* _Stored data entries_
▼

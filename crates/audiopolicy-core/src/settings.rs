//! Ringer mode, audio parameters, microphone mute and audio scene

use crate::error::PolicyError;
use crate::notifier::{EventNotifier, PolicyEvent};
use crate::store::PolicyStore;
use crate::types::{AudioScene, RingerMode};
use crate::Result;

/// Process-wide settings that are not tied to a stream category
#[derive(Debug, Clone)]
pub struct SettingsController {
    store: PolicyStore,
    notifier: EventNotifier,
}

impl SettingsController {
    pub fn new(store: PolicyStore, notifier: EventNotifier) -> Self {
        Self { store, notifier }
    }

    /// Set the ringer mode and dispatch `ringerModeChange`
    pub fn set_ringer_mode(&self, mode: RingerMode) -> Result<()> {
        self.store.write(|state| state.ringer_mode = mode)?;
        // Unordered against concurrent setters, as for volume events
        tracing::info!("Ringer mode set to {}", mode);
        self.notifier.dispatch(&PolicyEvent::RingerModeChange(mode))?;
        Ok(())
    }

    pub fn get_ringer_mode(&self) -> Result<RingerMode> {
        self.store.read(|state| state.ringer_mode)
    }

    /// Store an opaque parameter. Key and value are kept exactly as given.
    pub fn set_audio_parameter(&self, key: &str, value: &str) -> Result<()> {
        self.store.write(|state| {
            state.parameters.insert(key.to_string(), value.to_string());
        })?;
        tracing::debug!("Audio parameter '{}' set ({} bytes)", key, value.len());
        Ok(())
    }

    /// Fails with `ParameterNotFound` for a key that was never set
    pub fn get_audio_parameter(&self, key: &str) -> Result<String> {
        self.store
            .read(|state| state.parameters.get(key).cloned())?
            .ok_or_else(|| PolicyError::ParameterNotFound(key.to_string()))
    }

    pub fn set_microphone_mute(&self, muted: bool) -> Result<()> {
        self.store.write(|state| state.microphone_muted = muted)?;
        tracing::debug!("Microphone muted: {}", muted);
        Ok(())
    }

    pub fn is_microphone_mute(&self) -> Result<bool> {
        self.store.read(|state| state.microphone_muted)
    }

    pub fn set_audio_scene(&self, scene: AudioScene) -> Result<()> {
        self.store.write(|state| state.audio_scene = scene)?;
        tracing::info!("Audio scene set to {}", scene);
        Ok(())
    }

    pub fn get_audio_scene(&self) -> Result<AudioScene> {
        self.store.read(|state| state.audio_scene)
    }
}

#[cfg(test)]
mod tests {
    use super::*;
    use crate::notifier::EventKind;
    use audiopolicy_config::PolicyConfig;
    use std::sync::{Arc, Mutex};

    const LONG_VALUE: &str =
        "28374837458743875804735081439085918459801437584738967509184509813904850914375904790589104801843";

    fn settings() -> SettingsController {
        let store = PolicyStore::from_config(&PolicyConfig::default()).unwrap();
        SettingsController::new(store, EventNotifier::new())
    }

    #[test]
    fn test_ringer_mode_round_trip() {
        let settings = settings();
        for mode in RingerMode::ALL {
            settings.set_ringer_mode(*mode).unwrap();
            assert_eq!(settings.get_ringer_mode().unwrap(), *mode);
        }
    }

    #[test]
    fn test_ringer_mode_event_per_call() {
        let settings = settings();
        let modes = Arc::new(Mutex::new(Vec::new()));
        let sink = Arc::clone(&modes);
        settings
            .notifier
            .subscribe(EventKind::RingerModeChange, move |event| {
                if let PolicyEvent::RingerModeChange(mode) = event {
                    sink.lock().unwrap().push(*mode);
                }
            })
            .unwrap();

        settings.set_ringer_mode(RingerMode::Silent).unwrap();
        settings.set_ringer_mode(RingerMode::Silent).unwrap();
        settings.set_ringer_mode(RingerMode::Normal).unwrap();

        assert_eq!(
            *modes.lock().unwrap(),
            vec![RingerMode::Silent, RingerMode::Silent, RingerMode::Normal]
        );
    }

    #[test]
    fn test_parameters_round_trip_exactly() {
        let settings = settings();
        let cases = [
            ("PBits per sample", "8 bit"),
            ("PNumber", "4800"),
            ("PLNumber", LONG_VALUE),
            ("PDecimal", "10.000000234324324324"),
            ("1212", "PPNumber"),
            ("PSpecial", "[]\\:\";<>?,./~!@#$%^*()_+-={}|"),
            ("Special", "~!@#$%^*()_+-={}|[]\\:\";<>?,./"),
            ("PEmpty", ""),
            ("PPadded", "  spaced  "),
        ];

        for (key, value) in cases {
            settings.set_audio_parameter(key, value).unwrap();
        }
        for (key, value) in cases {
            assert_eq!(settings.get_audio_parameter(key).unwrap(), value);
        }
    }

    #[test]
    fn test_parameter_overwrite() {
        let settings = settings();
        settings.set_audio_parameter("k", "v1").unwrap();
        assert_eq!(settings.get_audio_parameter("k").unwrap(), "v1");
        settings.set_audio_parameter("k", "v2").unwrap();
        assert_eq!(settings.get_audio_parameter("k").unwrap(), "v2");
    }

    #[test]
    fn test_unknown_parameter() {
        let settings = settings();
        let err = settings.get_audio_parameter("never-set").unwrap_err();
        assert!(matches!(err, PolicyError::ParameterNotFound(ref key) if key == "never-set"));
        // deterministic on repeat
        assert!(settings.get_audio_parameter("never-set").is_err());
    }

    #[test]
    fn test_microphone_mute() {
        let settings = settings();
        assert!(!settings.is_microphone_mute().unwrap());
        settings.set_microphone_mute(true).unwrap();
        assert!(settings.is_microphone_mute().unwrap());
        settings.set_microphone_mute(false).unwrap();
        assert!(!settings.is_microphone_mute().unwrap());
    }

    #[test]
    fn test_audio_scene() {
        let settings = settings();
        assert_eq!(settings.get_audio_scene().unwrap(), AudioScene::Default);
        settings.set_audio_scene(AudioScene::VoiceChat).unwrap();
        assert_eq!(settings.get_audio_scene().unwrap(), AudioScene::VoiceChat);
        settings.set_audio_scene(AudioScene::Ringing).unwrap();
        assert_eq!(settings.get_audio_scene().unwrap(), AudioScene::Ringing);
    }
}
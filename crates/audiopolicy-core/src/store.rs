//! Shared policy state
//!
//! One `PolicyState` lives behind an `Arc<RwLock<_>>`. Every controller and
//! every manager handle holds a clone of the same `PolicyStore`, so writes
//! through one handle are visible through all of them. Each operation runs
//! inside a single `read`/`write` closure and is therefore atomic.

use crate::error::PolicyError;
use crate::types::{
    AudioScene, DeviceDescriptor, DeviceRole, DeviceType, RingerMode, StreamCategory, VolumeRange,
};
use crate::Result;
use audiopolicy_config::{DeviceEntry, PolicyConfig, PolicySettings, StreamProfile};
use std::collections::{BTreeMap, HashMap};
use std::sync::{Arc, RwLock};

/// Volume and mute state of one stream category
#[derive(Debug, Clone, Copy, PartialEq, Eq)]
pub struct StreamState {
    pub range: VolumeRange,
    pub level: i32,
    pub muted: bool,
    /// Live playback on this category
    pub active: bool,
}

/// One entry in the device inventory
#[derive(Debug, Clone, Copy, PartialEq, Eq)]
pub struct DeviceState {
    pub descriptor: DeviceDescriptor,
    pub connected: bool,
    pub active: bool,
}

/// Complete audio policy state
#[derive(Debug)]
pub struct PolicyState {
    pub streams: HashMap<StreamCategory, StreamState>,
    pub ringer_mode: RingerMode,
    pub audio_scene: AudioScene,
    pub microphone_muted: bool,
    pub devices: Vec<DeviceState>,
    pub parameters: HashMap<String, String>,
    pub exclusive_active_devices: bool,
}

impl PolicyState {
    /// Build state from configuration, filling unlisted categories with built-in profiles
    pub fn from_config(config: &PolicyConfig) -> Result<Self> {
        config.validate()?;

        let mut profiles = audiopolicy_config::default_streams();
        for (name, profile) in &config.streams {
            profiles.insert(name.clone(), *profile);
        }

        let mut streams = HashMap::new();
        for (name, profile) in &profiles {
            let category = StreamCategory::from_name(name)
                .ok_or_else(|| PolicyError::InvalidConfig(format!("unknown stream '{}'", name)))?;
            streams.insert(category, stream_state(profile));
        }

        let mut devices: Vec<DeviceState> = Vec::with_capacity(config.devices.len());
        for entry in &config.devices {
            let device = device_state(entry)?;
            if devices.iter().any(|d| d.descriptor == device.descriptor) {
                return Err(PolicyError::InvalidConfig(format!(
                    "duplicate device '{} {}'",
                    entry.role, entry.kind
                )));
            }
            devices.push(device);
        }

        let ringer_mode = RingerMode::from_name(&config.policy.ringer_mode).ok_or_else(|| {
            PolicyError::InvalidConfig(format!("unknown ringer mode '{}'", config.policy.ringer_mode))
        })?;
        let audio_scene = AudioScene::from_name(&config.policy.audio_scene).ok_or_else(|| {
            PolicyError::InvalidConfig(format!("unknown audio scene '{}'", config.policy.audio_scene))
        })?;

        Ok(Self {
            streams,
            ringer_mode,
            audio_scene,
            microphone_muted: config.policy.microphone_muted,
            devices,
            parameters: config
                .parameters
                .iter()
                .map(|(k, v)| (k.clone(), v.clone()))
                .collect(),
            exclusive_active_devices: config.policy.exclusive_active_devices,
        })
    }

    pub fn stream(&self, category: StreamCategory) -> Result<&StreamState> {
        self.streams
            .get(&category)
            .ok_or(PolicyError::UnknownStream(category))
    }

    pub fn stream_mut(&mut self, category: StreamCategory) -> Result<&mut StreamState> {
        self.streams
            .get_mut(&category)
            .ok_or(PolicyError::UnknownStream(category))
    }

    pub fn device(&self, descriptor: DeviceDescriptor) -> Option<&DeviceState> {
        self.devices.iter().find(|d| d.descriptor == descriptor)
    }

    pub fn device_mut(&mut self, descriptor: DeviceDescriptor) -> Option<&mut DeviceState> {
        self.devices.iter_mut().find(|d| d.descriptor == descriptor)
    }

    /// Render the live state as a configuration for persistence
    pub fn to_config(&self) -> PolicyConfig {
        let streams: BTreeMap<String, StreamProfile> = self
            .streams
            .iter()
            .map(|(category, state)| {
                (
                    category.name().to_string(),
                    StreamProfile {
                        min_volume: state.range.min,
                        max_volume: state.range.max,
                        default_volume: state.level,
                    },
                )
            })
            .collect();

        let devices = self
            .devices
            .iter()
            .map(|d| DeviceEntry {
                role: d.descriptor.role.name().to_string(),
                kind: d.descriptor.device_type.name().to_string(),
                connected: d.connected,
                active: d.active,
            })
            .collect();

        PolicyConfig {
            policy: PolicySettings {
                ringer_mode: self.ringer_mode.name().to_string(),
                audio_scene: self.audio_scene.name().to_string(),
                microphone_muted: self.microphone_muted,
                exclusive_active_devices: self.exclusive_active_devices,
            },
            streams,
            devices,
            parameters: self
                .parameters
                .iter()
                .map(|(k, v)| (k.clone(), v.clone()))
                .collect(),
        }
    }
}

fn stream_state(profile: &StreamProfile) -> StreamState {
    StreamState {
        range: VolumeRange::new(profile.min_volume, profile.max_volume),
        level: profile.default_volume,
        muted: false,
        active: false,
    }
}

fn device_state(entry: &DeviceEntry) -> Result<DeviceState> {
    let role = DeviceRole::from_name(&entry.role)
        .ok_or_else(|| PolicyError::InvalidConfig(format!("unknown device role '{}'", entry.role)))?;
    let device_type = match DeviceType::from_name(&entry.kind) {
        Some(DeviceType::Invalid) | None => {
            return Err(PolicyError::InvalidConfig(format!(
                "unknown device kind '{}'",
                entry.kind
            )));
        }
        Some(device_type) => device_type,
    };

    Ok(DeviceState {
        descriptor: DeviceDescriptor::new(role, device_type),
        connected: entry.connected,
        active: entry.active && entry.connected,
    })
}

/// Cloneable handle to the single shared policy state
#[derive(Debug, Clone)]
pub struct PolicyStore {
    state: Arc<RwLock<PolicyState>>,
}

impl PolicyStore {
    pub fn new(state: PolicyState) -> Self {
        Self {
            state: Arc::new(RwLock::new(state)),
        }
    }

    pub fn from_config(config: &PolicyConfig) -> Result<Self> {
        Ok(Self::new(PolicyState::from_config(config)?))
    }

    /// Run `f` under the read lock
    pub fn read<R>(&self, f: impl FnOnce(&PolicyState) -> R) -> Result<R> {
        let state = self.state.read().map_err(|_| PolicyError::StatePoisoned)?;
        Ok(f(&state))
    }

    /// Run `f` under the write lock
    pub fn write<R>(&self, f: impl FnOnce(&mut PolicyState) -> R) -> Result<R> {
        let mut state = self.state.write().map_err(|_| PolicyError::StatePoisoned)?;
        Ok(f(&mut state))
    }

    /// Whether both handles refer to the same underlying state
    pub fn same_store(&self, other: &PolicyStore) -> bool {
        Arc::ptr_eq(&self.state, &other.state)
    }

    pub fn export_config(&self) -> Result<PolicyConfig> {
        self.read(PolicyState::to_config)
    }
}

▲

* _EXERCISE_
Scan the entries above for the word "that", then copy every line in which it occurs.

* _EXERCISE SOLUTION_
/// Process-wide settings that are not tied to a stream category
    /// Fails with `ParameterNotFound` for a key that was never set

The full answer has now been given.